Personally my display is aimed at the younger TOTers, under seven, since that is the demographic of my neighborhood. So really scary stuff is out. Over the years I have even dismantled props that I saw were freaking the little ones out too much. If your average TOTers are the somewhat older crowd then you have to play to your audience. That being said, I do not like the blood and gore stuff myself. It smacks of cheap showmanship with little thought and creativity. Not to say that a "gore" theme can not be creatively done, just they are usually not.

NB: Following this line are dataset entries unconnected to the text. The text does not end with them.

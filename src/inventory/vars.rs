//! Variable containers and the merge primitive.
//!
//! Variables are stored as `serde_json` values: string keys and a closed set
//! of shapes (null, bool, number, string, list, mapping). YAML input is
//! converted and validated here, before it reaches the merge engine.

use super::error::{InventoryError, Result};
use serde::{Deserialize, Serialize};
use serde_json::{Map, Number, Value};

/// Ordered variable mapping.
pub type VarMap = Map<String, Value>;

/// How same-key mappings combine across overlays (`hash_behaviour`).
#[derive(Debug, Clone, Copy, PartialEq, Eq, Default, Serialize, Deserialize)]
#[serde(rename_all = "snake_case")]
pub enum HashBehaviour {
    /// Later value replaces the earlier one wholesale.
    #[default]
    Replace,
    /// Nested mappings are merged recursively; other values are replaced.
    Merge,
}

impl HashBehaviour {
    pub fn parse(raw: &str) -> Option<Self> {
        match raw.trim().to_ascii_lowercase().as_str() {
            "replace" => Some(Self::Replace),
            "merge" => Some(Self::Merge),
            _ => None,
        }
    }
}

/// Apply `overlay` on top of `target`.
pub fn combine_into(target: &mut VarMap, overlay: &VarMap, behaviour: HashBehaviour) {
    for (key, value) in overlay {
        match (behaviour, target.get_mut(key), value) {
            (HashBehaviour::Merge, Some(Value::Object(existing)), Value::Object(incoming)) => {
                combine_into(existing, incoming, behaviour);
            }
            _ => {
                target.insert(key.clone(), value.clone());
            }
        }
    }
}

/// Convert a YAML value, rejecting shapes outside the permitted set.
pub fn from_yaml(value: serde_yaml::Value, origin: &str) -> Result<Value> {
    use serde_yaml::Value as Y;
    Ok(match value {
        Y::Null => Value::Null,
        Y::Bool(b) => Value::Bool(b),
        Y::Number(n) => {
            if let Some(i) = n.as_i64() {
                Value::Number(i.into())
            } else if let Some(u) = n.as_u64() {
                Value::Number(u.into())
            } else {
                let f = n.as_f64().unwrap_or(f64::NAN);
                Number::from_f64(f)
                    .map(Value::Number)
                    .ok_or_else(|| invalid(origin, format!("non-finite number {}", f)))?
            }
        }
        Y::String(s) => Value::String(s),
        Y::Sequence(items) => Value::Array(
            items
                .into_iter()
                .map(|v| from_yaml(v, origin))
                .collect::<Result<_>>()?,
        ),
        Y::Mapping(mapping) => {
            let mut map = VarMap::new();
            for (k, v) in mapping {
                map.insert(yaml_key(k, origin)?, from_yaml(v, origin)?);
            }
            Value::Object(map)
        }
        Y::Tagged(tagged) => {
            if tagged.tag == "!unsafe" {
                from_yaml(tagged.value, origin)?
            } else if tagged.tag == "!vault" {
                // Kept as the ciphertext; nothing here holds the vault password.
                match tagged.value {
                    Y::String(ciphertext) => Value::String(ciphertext),
                    other => {
                        return Err(invalid(
                            origin,
                            format!("!vault value must be a string, found {:?}", other),
                        ));
                    }
                }
            } else {
                return Err(invalid(
                    origin,
                    format!("unsupported YAML tag {}", tagged.tag),
                ));
            }
        }
    })
}

/// Convert a YAML document that must be a mapping (or empty) into variables.
pub fn mapping_from_yaml(value: serde_yaml::Value, origin: &str) -> Result<VarMap> {
    match from_yaml(value, origin)? {
        Value::Null => Ok(VarMap::new()),
        Value::Object(map) => Ok(map),
        other => Err(invalid(
            origin,
            format!("expected a mapping of variables, found {}", shape(&other)),
        )),
    }
}

/// Parse a variables file body (YAML or JSON).
pub fn parse_vars_document(text: &str, origin: &str) -> Result<VarMap> {
    let doc: serde_yaml::Value = serde_yaml::from_str(text).map_err(|e| {
        InventoryError::parse(
            origin,
            e.location().map(|l| l.line()),
            e.to_string(),
        )
    })?;
    mapping_from_yaml(doc, origin)
}

fn yaml_key(key: serde_yaml::Value, origin: &str) -> Result<String> {
    use serde_yaml::Value as Y;
    match key {
        Y::String(s) => Ok(s),
        Y::Bool(b) => Ok(b.to_string()),
        Y::Number(n) => Ok(n.to_string()),
        Y::Null => Ok("null".to_string()),
        other => Err(invalid(
            origin,
            format!("mapping keys must be scalars, found {:?}", other),
        )),
    }
}

fn invalid(origin: &str, message: String) -> InventoryError {
    InventoryError::InvalidValue {
        path: origin.to_string(),
        message,
    }
}

fn shape(value: &Value) -> &'static str {
    match value {
        Value::Null => "null",
        Value::Bool(_) => "a boolean",
        Value::Number(_) => "a number",
        Value::String(_) => "a string",
        Value::Array(_) => "a list",
        Value::Object(_) => "a mapping",
    }
}

/// Interpret an INI value the way the inventory format does: integers,
/// floats, `True`/`False`/`None`, quoted strings, JSON-style lists and
/// mappings; anything else stays a string. Only the capitalised spellings
/// are booleans, so `a=true` keeps the string `"true"`.
pub fn parse_literal(raw: &str) -> Value {
    let raw = raw.trim();
    if let Ok(i) = raw.parse::<i64>() {
        return Value::Number(i.into());
    }
    if raw.contains(['.', 'e', 'E'])
        && let Ok(f) = raw.parse::<f64>()
        && let Some(n) = Number::from_f64(f)
    {
        return Value::Number(n);
    }
    match raw {
        "True" => return Value::Bool(true),
        "False" => return Value::Bool(false),
        "None" => return Value::Null,
        _ => {}
    }
    if raw.len() >= 2 {
        let bytes = raw.as_bytes();
        let (first, last) = (bytes[0], bytes[raw.len() - 1]);
        if (first == b'"' || first == b'\'') && first == last {
            return Value::String(raw[1..raw.len() - 1].to_string());
        }
    }
    if (raw.starts_with('[') || raw.starts_with('{'))
        && let Ok(v) = serde_json::from_str::<Value>(raw)
    {
        return v;
    }
    Value::String(raw.to_string())
}

/// Split a host line into shell-style words. Quotes group words and are
/// removed; an unquoted `#` starts a comment.
pub fn split_words(line: &str) -> std::result::Result<Vec<String>, String> {
    let mut words = Vec::new();
    let mut current = String::new();
    let mut in_word = false;
    let mut quote: Option<char> = None;
    let mut chars = line.chars();

    while let Some(c) = chars.next() {
        match quote {
            Some(q) if c == q => quote = None,
            Some('"') if c == '\\' => match chars.next() {
                Some(next) => current.push(next),
                None => return Err("trailing backslash".to_string()),
            },
            Some(_) => current.push(c),
            None => match c {
                '\'' | '"' => {
                    quote = Some(c);
                    in_word = true;
                }
                '\\' => {
                    if let Some(next) = chars.next() {
                        current.push(next);
                        in_word = true;
                    }
                }
                '#' if !in_word => break,
                c if c.is_whitespace() => {
                    if in_word {
                        words.push(std::mem::take(&mut current));
                        in_word = false;
                    }
                }
                c => {
                    current.push(c);
                    in_word = true;
                }
            },
        }
    }
    if let Some(q) = quote {
        return Err(format!("unterminated {} quote", q));
    }
    if in_word {
        words.push(current);
    }
    Ok(words)
}

/// Render a value for human-readable output: strings bare, everything else
/// as compact JSON.
pub fn display_value(value: &Value) -> String {
    match value {
        Value::String(s) => s.clone(),
        other => other.to_string(),
    }
}

#[cfg(test)]
mod tests {
    use super::*;
    use serde_json::json;

    #[test]
    fn literals_follow_inventory_rules() {
        assert_eq!(parse_literal("22"), json!(22));
        assert_eq!(parse_literal("1.5"), json!(1.5));
        assert_eq!(parse_literal("True"), json!(true));
        assert_eq!(parse_literal("False"), json!(false));
        assert_eq!(parse_literal("None"), json!(null));
        assert_eq!(parse_literal("true"), json!("true"));
        assert_eq!(parse_literal("FALSE"), json!("FALSE"));
        assert_eq!(parse_literal("yes"), json!("yes"));
        assert_eq!(parse_literal("'quoted value'"), json!("quoted value"));
        assert_eq!(parse_literal("frontend"), json!("frontend"));
        assert_eq!(parse_literal("[1, 2]"), json!([1, 2]));
        assert_eq!(parse_literal("10.0.0.1"), json!("10.0.0.1"));
    }

    #[test]
    fn split_words_handles_quotes_and_comments() {
        let words = split_words(r#"web1 ansible_host=10.0.0.1 motd="hello world" # trailing"#).unwrap();
        assert_eq!(words, vec!["web1", "ansible_host=10.0.0.1", "motd=hello world"]);
        assert!(split_words("host x='open").is_err());
    }

    #[test]
    fn replace_overwrites_nested_mappings() {
        let mut base = json!({"app": {"port": 80, "name": "web"}}).as_object().unwrap().clone();
        let overlay = json!({"app": {"port": 8080}}).as_object().unwrap().clone();
        combine_into(&mut base, &overlay, HashBehaviour::Replace);
        assert_eq!(Value::Object(base), json!({"app": {"port": 8080}}));
    }

    #[test]
    fn merge_combines_nested_mappings() {
        let mut base = json!({"app": {"port": 80, "name": "web"}, "tags": [1]})
            .as_object()
            .unwrap()
            .clone();
        let overlay = json!({"app": {"port": 8080}, "tags": [2]}).as_object().unwrap().clone();
        combine_into(&mut base, &overlay, HashBehaviour::Merge);
        assert_eq!(
            Value::Object(base),
            json!({"app": {"port": 8080, "name": "web"}, "tags": [2]})
        );
    }

    #[test]
    fn yaml_keys_are_stringified_and_unknown_tags_rejected() {
        let doc: serde_yaml::Value = serde_yaml::from_str("1: one\ntrue: yes\n").unwrap();
        let vars = mapping_from_yaml(doc, "vars.yml").unwrap();
        assert_eq!(vars.get("1"), Some(&json!("one")));
        assert_eq!(vars.get("true"), Some(&json!("yes")));

        let err = parse_vars_document("odd: !custom value\n", "s.yml").unwrap_err();
        assert_eq!(err.kind(), "parse_error");
    }

    #[test]
    fn vaulted_values_keep_their_ciphertext() {
        let text = "\
db_user: app
db_password: !vault |
  $ANSIBLE_VAULT;1.1;AES256
  62313365396662343061393464336163383764373764613633653634306231386433626436623361
";
        let vars = parse_vars_document(text, "group_vars/db.yml").unwrap();
        assert_eq!(vars.get("db_user"), Some(&json!("app")));
        let secret = vars.get("db_password").and_then(Value::as_str).unwrap();
        assert!(secret.starts_with("$ANSIBLE_VAULT;1.1;AES256\n"), "{}", secret);

        let err = parse_vars_document("bad: !vault [1, 2]\n", "s.yml").unwrap_err();
        assert_eq!(err.kind(), "parse_error");
    }

    #[test]
    fn non_mapping_documents_are_rejected() {
        let err = parse_vars_document("- a\n- b\n", "list.yml").unwrap_err();
        assert!(err.to_string().contains("expected a mapping"));
        assert!(parse_vars_document("", "empty.yml").unwrap().is_empty());
    }
}
//! Vault tools backed by `ansible-vault`.

use super::{ToolContext, ToolHandler, get_string, get_string_list, make_tool, with_scope};
use crate::error::{ToolError, ToolResult};
use crate::exec::execute;
use crate::exec::vault::{VaultAction, VaultRequest};
use crate::format::ToolOutput;
use rmcp::model::Tool;
use serde_json::{Value, json};

fn vault_properties(rekey: bool) -> Value {
    let mut props = json!({
        "files": {
            "oneOf": [
                { "type": "string" },
                { "type": "array", "items": { "type": "string" } }
            ],
            "description": "File(s) to operate on, relative to the working directory"
        },
        "password_file": {
            "type": "string",
            "description": "Vault password file (or set ANSIBLE_VAULT_PASSWORD_FILE in the project env)"
        },
        "vault_id": {
            "type": "string",
            "description": "Vault identity, e.g. prod@~/.vault_pass"
        }
    });
    if rekey {
        props["new_password_file"] = json!({
            "type": "string",
            "description": "Password file holding the new password"
        });
    }
    with_scope(props)
}

pub fn get_tools() -> Vec<Tool> {
    vec![
        make_tool(
            "vault_encrypt",
            "Encrypt files in place with ansible-vault.",
            vault_properties(false),
            vec!["files"],
        ),
        make_tool(
            "vault_decrypt",
            "Decrypt files in place with ansible-vault.",
            vault_properties(false),
            vec!["files"],
        ),
        make_tool(
            "vault_view",
            "Show the plaintext of one vault-encrypted file without decrypting it on disk.",
            vault_properties(false),
            vec!["files"],
        ),
        make_tool(
            "vault_rekey",
            "Re-encrypt files with a new vault password.",
            vault_properties(true),
            vec!["files", "new_password_file"],
        ),
    ]
}

fn action_for(tool: &str) -> ToolResult<VaultAction> {
    match tool {
        "vault_encrypt" => Ok(VaultAction::Encrypt),
        "vault_decrypt" => Ok(VaultAction::Decrypt),
        "vault_view" => Ok(VaultAction::View),
        "vault_rekey" => Ok(VaultAction::Rekey),
        other => Err(ToolError::unknown_tool(other)),
    }
}

pub async fn run(handler: &ToolHandler, tool: &str, args: &Value, ctx: &ToolContext) -> ToolResult<ToolOutput> {
    let action = action_for(tool)?;
    let scope = handler.scope(args)?;

    let mut req = VaultRequest::new(action, get_string_list(args, "files")?);
    req.password_file = get_string(args, "password_file");
    req.vault_id = get_string(args, "vault_id");
    req.new_password_file = get_string(args, "new_password_file");

    let spec = scope
        .command(&handler.config.exec.ansible_vault)
        .args(req.to_args(&scope.env)?);
    ctx.logger.info(&format!("Running ansible-vault {}", action.as_str()));
    let outcome = execute(handler.runner.as_ref(), &spec).await?;

    let mut body = json!({
        "ok": true,
        "action": action.as_str(),
        "files": req.files,
        "command": outcome.command,
    });
    if action == VaultAction::View {
        body["content"] = json!(outcome.stdout);
    }
    Ok(ToolOutput::Json(body))
}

Regrettably, the graphic shock value of these sorts of props is what gives home haunts a bad name, since they are the ones that some parents find the most appalling and gratuitous. I am not saying it is right nor justified. I am all for freedom of expression when decorating for any holiday, but you rarely see a haunt with dancing skeletons and happy pumpkins featured on the news as the source for doing away with Halloween.


----------



## austenandrews (Aug 22, 2010)

I've got no problem with the display as such. However I do think a less direct presentation could be more effective. Put some big items in the open to get people's attention and tuck others away to reward people who look closer. It's twice as scary and fun when an onlooker suddenly sees something he didn't realize was there. Plus it would mitigate the shock for little ones seeing a corpsed torso several times a day.


----------



## Shiva (Sep 26, 2014)

We went through this mental wrestling match as we were setting up our display this year as well. 

We opted to make a "little feller" friendly area, and then create an additional area in our garage for those not faint of heart.

We will clearly mark which areas are for the hard-core haunters. We set this up in our garage so it's not in anyone's face that doesn't want to see it. Fortunately, must do


----------



## CreeepyCathy (Mar 28, 2009)

scariest thing about his display is that danged flag flying near the window.  wth! Get that thing off there! 

AND... that reminds me... I need to go find maggots.


----------



## drevilstein (Sep 17, 2013)

Hah, Cathy I noticed the flag too. I was thinking that's what got them in trouble, flying a Green Bay flag in Vikings country.


----------



## RWB (Oct 16, 2012)

austenandrews said:


> I've got no problem with the display as such. However I do think a less direct presentation could be more effective. Put some big items in the open to get people's attention and tuck others away to reward people who look closer. It's twice as scary and fun when an onlooker suddenly sees something he didn't realize was there. Plus it would mitigate the shock for little ones seeing a corpsed torso several times a day.


Really good thoughts and I've debated with myself to figure a better way to display my haunt with this in mind. Many times logistics play a major part in how we have to setup our haunts, but part of the fun in doing a haunt is the planning.

Well I've got less than a week in figuring this out or maybe go with what I've got and start anew next year.


----------



## Timpbike (Sep 6, 2014)

I like the idea of hauling out the over the top stuffin Halloween night


----------



## goneferal (Sep 8, 2010)

Working for a Coroner's office I strictly adhere to a no gore haunt. I'm more of an old school witches and ghosts kind of gal.


----------



## Terrormaster (Sep 27, 2007)

We've broached this topic here several times before. The general consensus really is to just know your audience. Yes this is America and HOA and city ordinance aside, just because we have the right to do something doesn't mean we SHOULD do something. Be respectful of your neighbors. Again... Know your audience.

-TM


----------